Consumer goods giant Unilever, one of the world’s biggest advertisers, has threatened to pull investment from digital platforms such as Facebook and Google that “create division” in society or fail to protect children.
Keith Weed, chief marketing officer at the maker of Ben & Jerry’s ice cream and Dove soap, will announce the company’s plan in a speech later on Monday at the annual Interactive Advertising Bureau conference in California.
In the speech, Mr Weed will call on the technology industry to improve transparency and consumer trust in an era of fake news and “toxic” online content.

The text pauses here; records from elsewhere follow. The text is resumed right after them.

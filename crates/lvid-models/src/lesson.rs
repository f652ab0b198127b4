//! Generated lesson content (the script-generation artifact).

use schemars::JsonSchema;
use serde::{Deserialize, Serialize};

/// Structured lesson content produced by the content-generation stage.
///
/// `objective`, `slides` and `full_script` are required for the lesson to be
/// usable downstream; the rest is enrichment the UI renders alongside the
/// video.
#[derive(Debug, Clone, Serialize, Deserialize, JsonSchema)]
pub struct LessonContent {
    /// What the learner should be able to do after the lesson
    pub objective: String,

    /// Vocabulary introduced in the lesson
    #[serde(default)]
    pub vocabulary: Vec<VocabularyItem>,

    /// Slide deck shown behind the avatar
    #[serde(default)]
    pub slides: Vec<Slide>,

    /// Comprehension questions
    #[serde(default)]
    pub questions: Vec<QuizQuestion>,

    /// Key takeaways summarized at the end
    #[serde(default)]
    pub key_takeaways: Vec<String>,

    /// Complete narration script, the speech-synthesis input
    pub full_script: String,

    /// Provider's estimate of spoken duration
    #[serde(default)]
    pub estimated_duration_seconds: u32,
}

impl LessonContent {
    /// Check the three fields every downstream stage depends on.
    ///
    /// Returns the name of the first missing field, if any.
    pub fn missing_required_field(&self) -> Option<&'static str> {
        if self.objective.trim().is_empty() {
            return Some("objective");
        }
        if self.slides.is_empty() {
            return Some("slides");
        }
        if self.full_script.trim().is_empty() {
            return Some("full_script");
        }
        None
    }
}

/// A single slide.
#[derive(Debug, Clone, Serialize, Deserialize, JsonSchema)]
pub struct Slide {
    pub title: String,
    #[serde(default)]
    pub bullet_points: Vec<String>,
    /// Narration covering this slide
    #[serde(default)]
    pub narration: String,
}

/// A vocabulary entry with a native-language gloss.
#[derive(Debug, Clone, Serialize, Deserialize, JsonSchema)]
pub struct VocabularyItem {
    pub word: String,
    pub definition: String,
    /// Translation into the learner's native language
    #[serde(skip_serializing_if = "Option::is_none")]
    pub translation: Option<String>,
    #[serde(skip_serializing_if = "Option::is_none")]
    pub example_sentence: Option<String>,
}

/// A comprehension question.
#[derive(Debug, Clone, Serialize, Deserialize, JsonSchema)]
pub struct QuizQuestion {
    pub question: String,
    #[serde(default)]
    pub options: Vec<String>,
    pub correct_answer: String,
}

“Unilever, as a trusted advertiser, do not want to advertise on platforms which do not make a positive contribution to society,” Mr Weed plans to say, according to a copy of the speech seen beforehand.
Unilever also said it is committed to tackling gender stereotypes in advertising and will only partner with organisations that are committed to creating better digital infrastructure.
Unilever itself was heavily criticised last year for a Dove advert on Facebook that many saw as racist. Amid a social media backlash and calls for a boycott, the brand apologized, saying it “missed the mark in representing women of colour thoughtfully”.
“Consumers don’t care about third party verification. They do care about fraudulent practice, fake news, and Russians influencing the US election,” Mr Weed plans to say. “They don’t care about good value for advertisers. But they do care when they see their brands being placed next to ads funding terror, or exploiting children.”
Google, a unit of tech giant Alphabet, and Faceb-ook are estimated to have taken half of online ad revenue worldwide in 2017 and more than 60 per cent in the United States, according to research firm eMarketer.
Officials at Facebook and Google in Europe were not immediately available to comment.
Weed’s comments echo complaints made a year ago by Procter & Gamble chief brand officer, Mark Pritchard, who has lamented fake ad clicks by automated ‘bots’, the risk an ad can appear on social media next to an ISIS recruitment video and the realization that people don’t watch 30-second video advertisements any more.
Only 25 per cent of online ad spending reaches the consumer, with the rest skimmed off by a “murky, non-transparent, even fraudulent supply chain” within the industry, Pritchard told a digital marketing conference last autumn in Cologne, Germany.